Simplifying and harmonizing digital touchpoints to anticipate customers’ needs, working with suppliers to capitalize on their value, digitizing the supply chain—all these ensure “life is on” from the executive floor to the ecosystem of partners and people.

4. Keep cybersecurity top of mind.

There have been reports of a 400% increase in corona-related attacks with hackers developing websites, apps, and tracking tools that claim to provide real-time information about the virus. Even under normal conditions, 95% of all security incidents involve human error. The National Institute of Standards and Technology (NIST) cautioned, “Organizations should assume that malicious parties will gain control of telework client devices and attempt to recover sensitive data from them or leverage the devices to gain access to the enterprise network.”

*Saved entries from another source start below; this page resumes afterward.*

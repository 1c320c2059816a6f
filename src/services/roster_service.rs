use crate::{database::MongoDB, models::ScoreRecord};
use mongodb::bson::{doc, oid::ObjectId};

/// Roster queries are capped; anything past the top 200 is out of view
pub const ROSTER_LIMIT: i64 = 200;

// Load the top records ordered by score descending
pub async fn load_roster(db: &MongoDB) -> Result<Vec<ScoreRecord>, String> {
    let collection = db.collection::<ScoreRecord>("users");

    let options = mongodb::options::FindOptions::builder()
        .sort(doc! { "score": -1 })
        .limit(ROSTER_LIMIT)
        .build();

    let mut cursor = collection
        .find(doc! {})
        .with_options(options)
        .await
        .map_err(|e| format!("Database error: {}", e))?;

    let mut records = Vec::new();
    use futures::stream::StreamExt;

    while let Some(result) = cursor.next().await {
        match result {
            Ok(record) => records.push(record),
            Err(e) => log::error!("Error reading user record: {}", e),
        }
    }

    log::info!("📊 Loaded {} user records", records.len());

    Ok(records)
}

/// Case-insensitive substring filter over the cached roster.
/// An empty query returns the full cached set unchanged.
pub fn filter_roster(records: &[ScoreRecord], query: &str) -> Vec<ScoreRecord> {
    let q = query.trim().to_lowercase();
    if q.is_empty() {
        return records.to_vec();
    }

    records
        .iter()
        .filter(|r| {
            let name = r.name.as_deref().unwrap_or("").to_lowercase();
            let email = r.email.as_deref().unwrap_or("").to_lowercase();
            name.contains(&q) || email.contains(&q)
        })
        .cloned()
        .collect()
}

/// A score must be a finite, non-negative number
pub fn validate_score(score: f64) -> Result<(), String> {
    if !score.is_finite() || score < 0.0 {
        return Err("Invalid score".to_string());
    }
    Ok(())
}

// Overwrite a record's score and stamp the edit time
pub async fn update_score(db: &MongoDB, record_id: &str, new_score: f64) -> Result<(), String> {
    validate_score(new_score)?;

    let oid = ObjectId::parse_str(record_id)
        .map_err(|_| format!("Invalid record id: {}", record_id))?;

    let collection = db.collection::<ScoreRecord>("users");

    let update = doc! {
        "$set": {
            "score": new_score,
            "last_updated": chrono::Utc::now().timestamp_millis(),
        }
    };

    let result = collection
        .update_one(doc! { "_id": oid }, update)
        .await
        .map_err(|e| format!("Database error: {}", e))?;

    if result.matched_count == 0 {
        return Err(format!("User {} not found", record_id));
    }

    log::info!("✅ Score updated: {} -> {}", record_id, new_score);

    Ok(())
}

// Remove a record's document from the store
pub async fn delete_record(db: &MongoDB, record_id: &str) -> Result<(), String> {
    let oid = ObjectId::parse_str(record_id)
        .map_err(|_| format!("Invalid record id: {}", record_id))?;

    let collection = db.collection::<ScoreRecord>("users");

    let result = collection
        .delete_one(doc! { "_id": oid })
        .await
        .map_err(|e| format!("Database error: {}", e))?;

    if result.deleted_count == 0 {
        return Err(format!("User {} not found", record_id));
    }

    log::info!("🗑️ User deleted: {}", record_id);

    Ok(())
}

#[cfg(test)]
mod tests {
    use super::*;

    fn record(name: Option<&str>, email: Option<&str>, score: f64) -> ScoreRecord {
        ScoreRecord {
            id: None,
            name: name.map(String::from),
            email: email.map(String::from),
            score,
            rank: None,
            last_updated: None,
        }
    }

    fn sample_roster() -> Vec<ScoreRecord> {
        vec![
            record(Some("Alice"), Some("alice@example.com"), 120.0),
            record(Some("Bob"), Some("bob@test.org"), 90.0),
            record(None, Some("carol@example.com"), 45.0),
            record(Some("Dave"), None, 10.0),
        ]
    }

    #[test]
    fn test_empty_query_returns_full_set_in_order() {
        let roster = sample_roster();
        let filtered = filter_roster(&roster, "");
        assert_eq!(filtered.len(), 4);
        assert_eq!(filtered[0].name.as_deref(), Some("Alice"));
        assert_eq!(filtered[3].name.as_deref(), Some("Dave"));
    }

    #[test]
    fn test_filter_matches_name_case_insensitively() {
        let roster = sample_roster();
        let filtered = filter_roster(&roster, "ALICE");
        assert_eq!(filtered.len(), 1);
        assert_eq!(filtered[0].email.as_deref(), Some("alice@example.com"));
    }

    #[test]
    fn test_filter_matches_email_substring() {
        let roster = sample_roster();
        let filtered = filter_roster(&roster, "example.com");
        assert_eq!(filtered.len(), 2);
    }

    #[test]
    fn test_filter_skips_records_missing_both_fields() {
        let roster = vec![record(None, None, 5.0)];
        assert!(filter_roster(&roster, "anything").is_empty());
    }

    #[test]
    fn test_filter_trims_whitespace() {
        let roster = sample_roster();
        let filtered = filter_roster(&roster, "  bob  ");
        assert_eq!(filtered.len(), 1);
    }

    #[test]
    fn test_validate_score_rejects_negative_and_non_finite() {
        assert!(validate_score(-1.0).is_err());
        assert!(validate_score(f64::NAN).is_err());
        assert!(validate_score(f64::INFINITY).is_err());
        assert!(validate_score(f64::NEG_INFINITY).is_err());
    }

    #[test]
    fn test_validate_score_accepts_zero_and_positive() {
        assert!(validate_score(0.0).is_ok());
        assert!(validate_score(42.5).is_ok());
    }
}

Education and awareness are even more critical. For this, Hackenson identified the following: promoting the use of the secure VPN; enforcing the use of approved digital conferencing tools; reminding employees of secure file sharing protocols; NS mandating training completion, as well as change-in-password policies with stronger combinations.

“At Schneider Electric, we believe access to energy and digital is a basic human right.  Our digital transformation started decades ago on the factory floor. For companies that may be just embarking on their journey, we can expect to see a rapid acceleration based on necessity. Technology and digitalization are the crux of what the world is reliant on today. Ensuring your enterprise is ready will help you stem the tide and set your sites on new shores. As we keep establishing new norms and capitalize on our collective digital resilience as a global community, may we all come out stronger and better together,” said Hackenson.